▸ **Task details**
Across the entries below, how many lines contain the word "structured"? Give the number alone.

┌─ Task data

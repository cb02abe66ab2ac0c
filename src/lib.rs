//! LegiSync - Legislative Record Synchronization and Enrichment
//!
//! An incremental synchronization pipeline for legislative records:
//! bills, members, and committees are fetched from a paginated upstream
//! API, staged to a durable raw-file store, normalized into SQLite, and
//! enriched by a pluggable AI summarization pipeline with schema-enforced
//! structured output.
//!
//! ## Core Features
//!
//! - **Incremental Sync**: per-endpoint watermarks with a safety
//!   look-back window; crashed runs resume from the last success
//! - **File-First Staging**: every upstream response lands in a
//!   replayable raw hierarchy with backup-before-overwrite
//! - **Idempotent Upserts**: natural-key writes in per-entity
//!   transactions; repeat runs are no-ops
//! - **Shape Reconciliation**: legacy array-of-entries detail payloads
//!   resolve to one auditable record
//! - **AI Enrichment**: provider-agnostic summarization with structured
//!   output and vocabulary-validated tags
//!
//! ## Modules
//!
//! - [`api`]: retrying paginated API client
//! - [`storage`]: SQLite persistence, raw store, sync tracker
//! - [`pipeline`]: fetch, enrichment, validation, and backfill stages
//! - [`summary`]: AI summarization pipeline and providers
//! - [`config`]: layered configuration

pub mod api;
pub mod cli;
pub mod config;
pub mod constants;
pub mod pipeline;
pub mod storage;
pub mod summary;
pub mod types;

// =============================================================================
// Core Re-exports
// =============================================================================

pub use config::{Config, ConfigLoader};
pub use types::error::{ErrorCategory, Result, ResultExt, SyncError};

pub use api::{ApiClient, ApiClientConfig};
pub use storage::{Database, RawStore, SharedDatabase, SyncStatus, SyncTracker};

// =============================================================================
// Pipeline Re-exports
// =============================================================================

pub use pipeline::{
    BackfillStage, BillDetailStage, BillFetchStage, CommitteeFetchStage, MemberEnrichStage,
    MemberFetchStage, ValidationStage,
};

pub use summary::{
    AiProcessor, AiProviderConfig, SummaryPipeline, SummaryState, TagValidator, UnknownTagPolicy,
    create_processor,
};
//! Durable Raw Store
//!
//! Writes every upstream response to a directory hierarchy mirroring the
//! resource's natural hierarchy (e.g. `raw/bill/117/hr/21/details.json`),
//! giving later stages a replayable, auditable source of truth.
//!
//! Guarantees:
//! - Writes are atomic (temp-file-then-rename), so a crash mid-write
//!   never leaves a corrupt primary file.
//! - An existing file is renamed to a timestamp-suffixed backup before
//!   being replaced; a failed write never destroys the backup chain.
//! - Backups expire after a configurable retention window.

use std::fs;
use std::path::{Path, PathBuf};
use std::time::{Duration, SystemTime};

use chrono::Utc;
use serde_json::Value;
use sha2::{Digest, Sha256};
use tracing::{debug, info, warn};

use crate::types::{Result, SyncError};

const BACKUP_MARKER: &str = ".bak.";

/// Result of a raw-store write.
#[derive(Debug, Clone)]
pub struct StoredFile {
    pub path: PathBuf,
    /// Hex SHA-256 of the stored payload bytes.
    pub digest: String,
    /// False when the incoming payload was byte-identical to the file
    /// already on disk and the write was skipped.
    pub written: bool,
}

/// File-first staging area for upstream responses.
pub struct RawStore {
    root: PathBuf,
}

impl RawStore {
    pub fn new(root: impl Into<PathBuf>) -> Self {
        Self { root: root.into() }
    }

    pub fn root(&self) -> &Path {
        &self.root
    }

    fn path_for(&self, segments: &[&str]) -> Result<PathBuf> {
        if segments.is_empty() {
            return Err(SyncError::Storage("raw store path has no segments".into()));
        }
        let mut path = self.root.clone();
        for segment in segments {
            if segment.contains('/') || segment.contains("..") {
                return Err(SyncError::Storage(format!(
                    "invalid raw store path segment: '{segment}'"
                )));
            }
            path.push(segment);
        }
        Ok(path)
    }

    /// Persist a JSON payload, backing up any differing existing file.
    pub fn save(&self, payload: &Value, segments: &[&str]) -> Result<StoredFile> {
        let path = self.path_for(segments)?;
        let dir = path
            .parent()
            .ok_or_else(|| SyncError::Storage("raw store path has no parent".into()))?;
        fs::create_dir_all(dir)?;

        let bytes = serde_json::to_vec_pretty(payload)?;
        let digest = hex_digest(&bytes);

        if path.exists() {
            let existing = fs::read(&path)?;
            if existing == bytes {
                debug!(path = %path.display(), "Raw payload unchanged, skipping write");
                return Ok(StoredFile {
                    path,
                    digest,
                    written: false,
                });
            }
            let backup = backup_path(&path);
            fs::rename(&path, &backup)?;
            debug!(backup = %backup.display(), "Backed up previous raw file");
        }

        // Temp-then-rename keeps the primary file intact if this write dies
        let tmp = path.with_extension("json.tmp");
        fs::write(&tmp, &bytes)?;
        fs::rename(&tmp, &path)?;

        debug!(path = %path.display(), digest = %digest, "Saved raw payload");
        Ok(StoredFile {
            path,
            digest,
            written: true,
        })
    }

    /// Persist a raw text document (bill text XML) with the same backup
    /// and atomicity guarantees as JSON payloads.
    pub fn save_text(&self, content: &str, segments: &[&str]) -> Result<StoredFile> {
        let path = self.path_for(segments)?;
        let dir = path
            .parent()
            .ok_or_else(|| SyncError::Storage("raw store path has no parent".into()))?;
        fs::create_dir_all(dir)?;

        let bytes = content.as_bytes();
        let digest = hex_digest(bytes);

        if path.exists() {
            let existing = fs::read(&path)?;
            if existing == bytes {
                return Ok(StoredFile {
                    path,
                    digest,
                    written: false,
                });
            }
            fs::rename(&path, backup_path(&path))?;
        }

        let tmp = path.with_extension("tmp");
        fs::write(&tmp, bytes)?;
        fs::rename(&tmp, &path)?;
        Ok(StoredFile {
            path,
            digest,
            written: true,
        })
    }

    /// Load a previously stored text document, or None when absent.
    pub fn load_text(&self, segments: &[&str]) -> Result<Option<String>> {
        let path = self.path_for(segments)?;
        if !path.exists() {
            return Ok(None);
        }
        Ok(Some(fs::read_to_string(&path)?))
    }

    /// Load a previously stored payload, or None when absent.
    pub fn load(&self, segments: &[&str]) -> Result<Option<Value>> {
        let path = self.path_for(segments)?;
        if !path.exists() {
            return Ok(None);
        }
        let bytes = fs::read(&path)?;
        Ok(Some(serde_json::from_slice(&bytes)?))
    }

    /// Remove backup files older than the retention window. Returns the
    /// number of backups removed.
    pub fn purge_backups(&self, retention_days: i64) -> Result<usize> {
        if !self.root.exists() {
            return Ok(0);
        }
        let cutoff = SystemTime::now()
            .checked_sub(Duration::from_secs(retention_days.max(0) as u64 * 86_400))
            .unwrap_or(SystemTime::UNIX_EPOCH);

        let mut removed = 0;
        purge_dir(&self.root, cutoff, &mut removed)?;
        if removed > 0 {
            info!(removed, retention_days, "Purged expired raw backups");
        }
        Ok(removed)
    }
}

fn hex_digest(bytes: &[u8]) -> String {
    let mut hasher = Sha256::new();
    hasher.update(bytes);
    let digest = hasher.finalize();
    digest.iter().map(|b| format!("{b:02x}")).collect()
}

fn backup_path(path: &Path) -> PathBuf {
    let timestamp = Utc::now().format("%Y%m%d_%H%M%S");
    let name = path
        .file_name()
        .and_then(|n| n.to_str())
        .unwrap_or("payload.json");
    path.with_file_name(format!("{name}{BACKUP_MARKER}{timestamp}"))
}

fn purge_dir(dir: &Path, cutoff: SystemTime, removed: &mut usize) -> Result<()> {
    for entry in fs::read_dir(dir)? {
        let entry = entry?;
        let path = entry.path();
        if path.is_dir() {
            purge_dir(&path, cutoff, removed)?;
            continue;
        }
        let is_backup = path
            .file_name()
            .and_then(|n| n.to_str())
            .is_some_and(|n| n.contains(BACKUP_MARKER));
        if !is_backup {
            continue;
        }
        let expired = entry
            .metadata()
            .and_then(|m| m.modified())
            .map(|mtime| mtime < cutoff)
            .unwrap_or(false);
        if expired {
            if let Err(e) = fs::remove_file(&path) {
                warn!(path = %path.display(), error = %e, "Failed to remove expired backup");
            } else {
                *removed += 1;
            }
        }
    }
    Ok(())
}

#[cfg(test)]
mod tests {
    use super::*;
    use serde_json::json;
    use tempfile::tempdir;

    #[test]
    fn test_save_and_load_round_trip() {
        let dir = tempdir().unwrap();
        let store = RawStore::new(dir.path());
        let payload = json!({"bill": {"number": "21"}});

        let stored = store
            .save(&payload, &["bill", "117", "hr", "21", "details.json"])
            .unwrap();
        assert!(stored.written);
        assert!(stored.path.ends_with("bill/117/hr/21/details.json"));

        let loaded = store
            .load(&["bill", "117", "hr", "21", "details.json"])
            .unwrap()
            .unwrap();
        assert_eq!(loaded, payload);
    }

    #[test]
    fn test_save_and_load_text() {
        let dir = tempdir().unwrap();
        let store = RawStore::new(dir.path());
        let segments = ["bill", "117", "hr", "21", "text.xml"];

        let first = store.save_text("<bill/>", &segments).unwrap();
        assert!(first.written);
        let second = store.save_text("<bill/>", &segments).unwrap();
        assert!(!second.written);

        assert_eq!(
            store.load_text(&segments).unwrap().as_deref(),
            Some("<bill/>")
        );
        assert!(store.load_text(&["bill", "none.xml"]).unwrap().is_none());
    }

    #[test]
    fn test_load_missing_returns_none() {
        let dir = tempdir().unwrap();
        let store = RawStore::new(dir.path());
        assert!(store.load(&["bill", "none.json"]).unwrap().is_none());
    }

    #[test]
    fn test_overwrite_creates_backup() {
        let dir = tempdir().unwrap();
        let store = RawStore::new(dir.path());
        let segments = ["bill", "117", "hr", "21", "details.json"];

        store.save(&json!({"v": 1}), &segments).unwrap();
        store.save(&json!({"v": 2}), &segments).unwrap();

        let parent = dir.path().join("bill/117/hr/21");
        let backups: Vec<_> = fs::read_dir(&parent)
            .unwrap()
            .filter_map(|e| e.ok())
            .filter(|e| e.file_name().to_string_lossy().contains(BACKUP_MARKER))
            .collect();
        assert_eq!(backups.len(), 1);

        // Primary holds the new payload
        let loaded = store.load(&segments).unwrap().unwrap();
        assert_eq!(loaded["v"], 2);
    }

    #[test]
    fn test_identical_payload_skips_backup() {
        let dir = tempdir().unwrap();
        let store = RawStore::new(dir.path());
        let segments = ["bill", "117", "hr", "21", "details.json"];

        let first = store.save(&json!({"v": 1}), &segments).unwrap();
        let second = store.save(&json!({"v": 1}), &segments).unwrap();
        assert!(first.written);
        assert!(!second.written);
        assert_eq!(first.digest, second.digest);

        let parent = dir.path().join("bill/117/hr/21");
        let backup_count = fs::read_dir(&parent)
            .unwrap()
            .filter_map(|e| e.ok())
            .filter(|e| e.file_name().to_string_lossy().contains(BACKUP_MARKER))
            .count();
        assert_eq!(backup_count, 0);
    }

    #[test]
    fn test_purge_respects_retention() {
        let dir = tempdir().unwrap();
        let store = RawStore::new(dir.path());
        let segments = ["bill", "117", "hr", "21", "details.json"];
        store.save(&json!({"v": 1}), &segments).unwrap();
        store.save(&json!({"v": 2}), &segments).unwrap();

        // Fresh backups survive a 30-day retention pass
        assert_eq!(store.purge_backups(30).unwrap(), 0);
        // Zero-day retention removes everything backed up before "now";
        // wait out coarse filesystem timestamp granularity first
        std::thread::sleep(Duration::from_millis(1100));
        let removed = store.purge_backups(0).unwrap();
        assert_eq!(removed, 1);
    }

    #[test]
    fn test_rejects_traversal_segments() {
        let dir = tempdir().unwrap();
        let store = RawStore::new(dir.path());
        assert!(store.save(&json!({}), &["..", "escape.json"]).is_err());
        assert!(store.save(&json!({}), &["a/b", "x.json"]).is_err());
    }
}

└─

▸ **Your solution**
2